Keywords: video compression; active learning; semi-supervised learning; representative pixels.
INTRODUCTION
With the evolution of internet and WWW,
there was a need to transmit images, videos and other
multimedia objects over the network and for this
various compression techniques were proposed to
achieve better throughput. Some of these techniques
focused on high compression ratio while others on
better quality and appreciable compression ratio. Video
compression is a crucial technique for reducing the
bandwidth required to transmit videos. Video data
contains spatial and temporal redundancy. Similarities
can thus be encoded by merely registering differences
within a frame (spatial), and between frames
(temporal).Recently, machine learning based approach
has been proposed for video compression [1-2]. Instead
of performing a frequency transformation, Cheng et al.

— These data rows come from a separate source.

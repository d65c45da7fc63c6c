//! Grid geometry types.

use std::fmt;

use crate::error::TilingError;

/// Tile size and stride for a square tile grid.
///
/// The stride is the pixel distance between the origins of neighbouring
/// tiles. A stride smaller than the tile size produces overlapping tiles,
/// a larger stride leaves gaps between them.
#[derive(Debug, Clone, Copy, PartialEq, Eq, Hash)]
pub struct GridConfig {
    tile_size: u32,
    stride: u32,
}

impl GridConfig {
    /// Create a grid configuration.
    ///
    /// A missing or zero stride falls back to `tile_size` (edge-to-edge
    /// tiles).
    ///
    /// # Errors
    ///
    /// Returns `TilingError::InvalidConfig` if `tile_size` is zero.
    ///
    /// # Example
    ///
    /// ```
    /// use tiling::grid::GridConfig;
    ///
    /// let config = GridConfig::new(100, None).unwrap();
    /// assert_eq!(config.stride(), 100);
    ///
    /// let overlapping = GridConfig::new(100, Some(50)).unwrap();
    /// assert_eq!(overlapping.stride(), 50);
    /// ```
    pub fn new(tile_size: u32, stride: Option<u32>) -> Result<Self, TilingError> {
        if tile_size == 0 {
            return Err(TilingError::InvalidConfig(
                "tile size must be at least 1 pixel".to_string(),
            ));
        }
        let stride = match stride {
            Some(s) if s > 0 => s,
            _ => tile_size,
        };
        Ok(Self { tile_size, stride })
    }

    /// Tile edge length in pixels.
    pub fn tile_size(&self) -> u32 {
        self.tile_size
    }

    /// Distance between neighbouring tile origins in pixels.
    pub fn stride(&self) -> u32 {
        self.stride
    }

    /// Whether neighbouring tiles share pixels.
    pub fn overlaps(&self) -> bool {
        self.stride < self.tile_size
    }
}

/// Pixel dimensions of a source image.
#[derive(Debug, Clone, Copy, PartialEq, Eq, Hash)]
pub struct ImageDimensions {
    pub width: u32,
    pub height: u32,
}

impl ImageDimensions {
    pub fn new(width: u32, height: u32) -> Self {
        Self { width, height }
    }
}

impl fmt::Display for ImageDimensions {
    fn fmt(&self, f: &mut fmt::Formatter<'_>) -> fmt::Result {
        write!(f, "{}×{}", self.width, self.height)
    }
}

/// Number of tile rows and columns that fit an image.
///
/// Counts are signed: an image narrower or shorter than one tile yields a
/// non-positive count along that axis, which means the grid is empty.
#[derive(Debug, Clone, Copy, PartialEq, Eq, Hash)]
pub struct GridShape {
    pub rows: i64,
    pub cols: i64,
}

impl GridShape {
    /// Derive the grid shape for an image.
    ///
    /// `rows = floor((height - tile_size) / stride) + 1` and likewise for
    /// columns. Only tiles lying fully inside the image are counted.
    pub fn compute(dimensions: ImageDimensions, config: &GridConfig) -> Self {
        Self {
            rows: axis_count(dimensions.height, config),
            cols: axis_count(dimensions.width, config),
        }
    }

    /// Total number of tiles, treating non-positive axis counts as zero.
    pub fn tile_count(&self) -> usize {
        (self.rows.max(0) as usize) * (self.cols.max(0) as usize)
    }

    /// Whether the grid contains no tiles at all.
    pub fn is_empty(&self) -> bool {
        self.rows <= 0 || self.cols <= 0
    }
}

fn axis_count(extent: u32, config: &GridConfig) -> i64 {
    let span = extent as i64 - config.tile_size() as i64;
    span.div_euclid(config.stride() as i64) + 1
}

/// A tile rectangle in pixel coordinates.
///
/// `right` and `bottom` are exclusive, so a tile of size `s` at `(l, t)`
/// covers `l..l + s` horizontally and `t..t + s` vertically.
#[derive(Debug, Clone, Copy, PartialEq, Eq, Hash, PartialOrd, Ord)]
pub struct TileRect {
    pub left: u32,
    pub top: u32,
    pub right: u32,
    pub bottom: u32,
}

impl TileRect {
    /// Create a square rectangle with its top-left corner at `(left, top)`.
    ///
    /// `right` and `bottom` saturate at `u32::MAX`.
    pub fn square(left: u32, top: u32, size: u32) -> Self {
        Self {
            left,
            top,
            right: left.saturating_add(size),
            bottom: top.saturating_add(size),
        }
    }

    pub fn width(&self) -> u32 {
        self.right.saturating_sub(self.left)
    }

    pub fn height(&self) -> u32 {
        self.bottom.saturating_sub(self.top)
    }

    /// `(left, top, right, bottom)` tuple.
    pub fn as_tuple(&self) -> (u32, u32, u32, u32) {
        (self.left, self.top, self.right, self.bottom)
    }

    /// Whether the rectangle lies fully inside an image.
    pub fn fits_within(&self, dimensions: ImageDimensions) -> bool {
        self.right <= dimensions.width && self.bottom <= dimensions.height
    }
}

impl fmt::Display for TileRect {
    fn fmt(&self, f: &mut fmt::Formatter<'_>) -> fmt::Result {
        write!(
            f,
            "({}, {}, {}, {})",
            self.left, self.top, self.right, self.bottom
        )
    }
}

#[cfg(test)]
mod tests {
    use super::*;

    #[test]
    fn test_config_defaults_stride_to_tile_size() {
        let config = GridConfig::new(64, None).unwrap();
        assert_eq!(config.tile_size(), 64);
        assert_eq!(config.stride(), 64);
        assert!(!config.overlaps());
    }

    #[test]
    fn test_config_zero_stride_falls_back() {
        let config = GridConfig::new(64, Some(0)).unwrap();
        assert_eq!(config.stride(), 64);
    }

    #[test]
    fn test_config_overlapping_stride() {
        let config = GridConfig::new(64, Some(32)).unwrap();
        assert_eq!(config.stride(), 32);
        assert!(config.overlaps());
    }

    #[test]
    fn test_config_rejects_zero_tile_size() {
        let result = GridConfig::new(0, Some(10));
        assert!(matches!(result, Err(TilingError::InvalidConfig(_))));
    }

    #[test]
    fn test_shape_drops_partial_edge_tiles() {
        let config = GridConfig::new(100, None).unwrap();
        let shape = GridShape::compute(ImageDimensions::new(250, 200), &config);
        assert_eq!(shape.rows, 2);
        assert_eq!(shape.cols, 2);
        assert_eq!(shape.tile_count(), 4);
    }

    #[test]
    fn test_shape_with_overlap() {
        // 0, 50, 100, 150 fit into a 250 px axis with 100 px tiles
        let config = GridConfig::new(100, Some(50)).unwrap();
        let shape = GridShape::compute(ImageDimensions::new(250, 100), &config);
        assert_eq!(shape.cols, 4);
        assert_eq!(shape.rows, 1);
    }

    #[test]
    fn test_shape_image_smaller_than_tile() {
        let config = GridConfig::new(100, Some(30)).unwrap();
        let shape = GridShape::compute(ImageDimensions::new(50, 50), &config);
        // floor(-50 / 30) + 1 = -2 + 1
        assert_eq!(shape.rows, -1);
        assert_eq!(shape.cols, -1);
        assert_eq!(shape.tile_count(), 0);
        assert!(shape.is_empty());
    }

    #[test]
    fn test_shape_one_axis_too_small() {
        let config = GridConfig::new(100, None).unwrap();
        let shape = GridShape::compute(ImageDimensions::new(400, 99), &config);
        assert_eq!(shape.cols, 4);
        assert_eq!(shape.rows, 0);
        assert_eq!(shape.tile_count(), 0);
    }

    #[test]
    fn test_shape_zero_dimensions() {
        let config = GridConfig::new(1, None).unwrap();
        let shape = GridShape::compute(ImageDimensions::new(0, 0), &config);
        assert_eq!(shape.rows, 0);
        assert_eq!(shape.cols, 0);
    }

    #[test]
    fn test_rect_square() {
        let rect = TileRect::square(100, 200, 50);
        assert_eq!(rect.as_tuple(), (100, 200, 150, 250));
        assert_eq!(rect.width(), 50);
        assert_eq!(rect.height(), 50);
    }

    #[test]
    fn test_rect_square_saturates() {
        let rect = TileRect::square(u32::MAX, u32::MAX - 1, 10);
        assert_eq!(rect.as_tuple(), (u32::MAX, u32::MAX - 1, u32::MAX, u32::MAX));
        assert_eq!(rect.width(), 0);
        assert_eq!(rect.height(), 1);
    }

    #[test]
    fn test_rect_fits_within() {
        let dims = ImageDimensions::new(200, 200);
        assert!(TileRect::square(100, 100, 100).fits_within(dims));
        assert!(!TileRect::square(150, 100, 100).fits_within(dims));
    }

    #[test]
    fn test_rect_display() {
        assert_eq!(TileRect::square(0, 100, 100).to_string(), "(0, 100, 100, 200)");
    }

    #[test]
    fn test_dimensions_display() {
        assert_eq!(ImageDimensions::new(250, 200).to_string(), "250×200");
    }
}
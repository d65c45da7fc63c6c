//! End-to-end tests: split an image to files on disk and reassemble it.

use std::path::PathBuf;

use image::{DynamicImage, GenericImageView, Rgb, RgbImage};
use tempfile::TempDir;
use tiling::{
    assemble_detailed, ColorMode, FilterThresholds, FsCodec, GridConfig, TileInput, TilingError,
    Tiling, WriteOptions,
};

fn gradient(width: u32, height: u32) -> DynamicImage {
    DynamicImage::ImageRgb8(RgbImage::from_fn(width, height, |x, y| {
        Rgb([(x % 256) as u8, (y % 256) as u8, ((x + y) % 256) as u8])
    }))
}

fn write_source(dir: &TempDir, name: &str, image: &DynamicImage) -> PathBuf {
    let path = dir.path().join(name);
    image.save(&path).unwrap();
    path
}

fn sorted_files(dir: &std::path::Path) -> Vec<PathBuf> {
    let mut files: Vec<PathBuf> = std::fs::read_dir(dir)
        .unwrap()
        .map(|entry| entry.unwrap().path())
        .collect();
    files.sort();
    files
}

#[test]
fn test_split_and_reassemble_from_disk() {
    let dir = TempDir::new().unwrap();
    let source = gradient(96, 64);
    let source_path = write_source(&dir, "field.png", &source);
    let tiles_dir = dir.path().join("tiles");

    let mut tiling = Tiling::new(GridConfig::new(32, None).unwrap());
    tiling.apply(source_path.as_path()).unwrap();
    let summary = tiling.write_tiles(&WriteOptions::new(&tiles_dir)).unwrap();
    assert_eq!(summary.tiles_written, 6);

    let files = sorted_files(&tiles_dir);
    assert_eq!(files.len(), 6);
    assert!(files[0].ends_with("field_x_00000_y_00000.png"));

    let canvas = tiling.assemble(files, ColorMode::Rgb).unwrap();
    assert_eq!(canvas.to_rgb8(), source.to_rgb8());
}

#[test]
fn test_derivatives_on_disk_are_skipped_on_assembly() {
    let dir = TempDir::new().unwrap();
    let source = gradient(40, 40);
    let tiles_dir = dir.path().join("tiles");

    let mut tiling = Tiling::new(GridConfig::new(20, None).unwrap());
    let grid = tiling.apply(source.clone()).unwrap().clone();
    let options = WriteOptions::new(&tiles_dir)
        .with_prefix("aug")
        .with_rotate(true)
        .with_flip(true);
    let summary = tiling.write_tiles(&options).unwrap();
    assert_eq!(summary.total(), 4 * 8);

    let files = sorted_files(&tiles_dir);
    assert_eq!(files.len(), 32);

    let assembly = assemble_detailed(&grid, &FsCodec::new(), files, ColorMode::Rgb).unwrap();
    assert_eq!(assembly.placed, 4);
    assert_eq!(assembly.skipped, 28);
    assert_eq!(assembly.canvas.to_rgb8(), source.to_rgb8());
}

#[test]
fn test_rotated_file_pixels() {
    let dir = TempDir::new().unwrap();
    let tiles_dir = dir.path().join("tiles");
    let source = gradient(10, 10);

    let mut tiling = Tiling::new(GridConfig::new(10, None).unwrap());
    tiling.apply(source.clone()).unwrap();
    tiling
        .write_tiles(&WriteOptions::new(&tiles_dir).with_prefix("r").with_rotate(true))
        .unwrap();

    let rotated = image::open(tiles_dir.join("r_x_00000_y_00000_rot_90.png")).unwrap();
    // counter-clockwise: the top-right source pixel lands top-left
    assert_eq!(rotated.get_pixel(0, 0), source.get_pixel(9, 0));
}

#[test]
fn test_filter_then_assemble_textured_tiles() {
    let mut img = RgbImage::from_pixel(40, 20, Rgb([255, 255, 255]));
    for x in 20..40 {
        for y in 0..20 {
            img.put_pixel(x, y, Rgb([100, 100, 100]));
        }
    }

    let mut tiling = Tiling::new(GridConfig::new(20, None).unwrap());
    tiling.apply(DynamicImage::ImageRgb8(img)).unwrap();

    let kept: Vec<_> = tiling
        .filter_tiles(FilterThresholds::new(0.0, 255.0))
        .unwrap()
        .collect();
    assert_eq!(kept.len(), 1);
    assert_eq!(kept[0].0.as_tuple(), (20, 0, 40, 20));

    let canvas = tiling
        .assemble(kept.into_iter().map(TileInput::from), ColorMode::L)
        .unwrap();
    let gray = canvas.to_luma8();
    assert_eq!(gray.get_pixel(0, 0).0, [0]);
    assert_eq!(gray.get_pixel(25, 5).0, [100]);
}

#[test]
fn test_missing_source_reports_codec_error() {
    let dir = TempDir::new().unwrap();
    let mut tiling = Tiling::new(GridConfig::new(16, None).unwrap());
    let result = tiling.apply(dir.path().join("absent.png"));
    assert!(matches!(result, Err(TilingError::Codec(_))));
}

#[test]
fn test_malformed_identifier_aborts_assembly() {
    let dir = TempDir::new().unwrap();
    let bogus = write_source(&dir, "no_coordinates.png", &gradient(8, 8));

    let mut tiling = Tiling::new(GridConfig::new(8, None).unwrap());
    tiling.apply(gradient(16, 16)).unwrap();
    let result = tiling.assemble(vec![bogus], ColorMode::Rgb);
    assert!(matches!(result, Err(TilingError::Parse(_))));
}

proposed to convert the color video to a gray scale
video. A few representative pixels are selected whose
color information is stored. The gray scale video and
the selected color pixels are used to learn a statistical
model to predict the color values for the rest of the
pixels[3-5]. Their empirical result has shown that good
compression ratio can be achieved while the image
quality is reasonably good according to Peak Signal to
Noise Ratio (PSNR) score. From a machine learning
perspective, there are two fundamental problems. First,
how to select the most representative pixels, which is
essentially an active learning problem. The selected
pixels, together with the gray scale video, are stored as
the encoding process. Second, how to combine color
and gray scale information of the pixels to learn a
model, which is essentially a semi-supervised learning
problem[6]. The learned model is used to recover the
color video as the decoding process. In this paper, we
propose to new active and semi-supervised learning for
video compression which does not requires iteration.
RELATED WORK
Cheng et al. developed a straightforward active
learning algorithm which iteratively selects the pixels
on which the prediction errors are the highest. The
major disadvantage of Cheng's approach is that there is
no theoretical guarantee that the predication error can
actually be reduced by using the selected pixels[1].
LapRLS algorithm:
The use of LapRLS for video compression is
based on the assumption that if two pixels have similar
intensity values and are spatially close to each other
then it is very likely that they have similar color
values[7]. Consider z to denote the labeled point, and x
to denote any point (either labeled or unlabeled).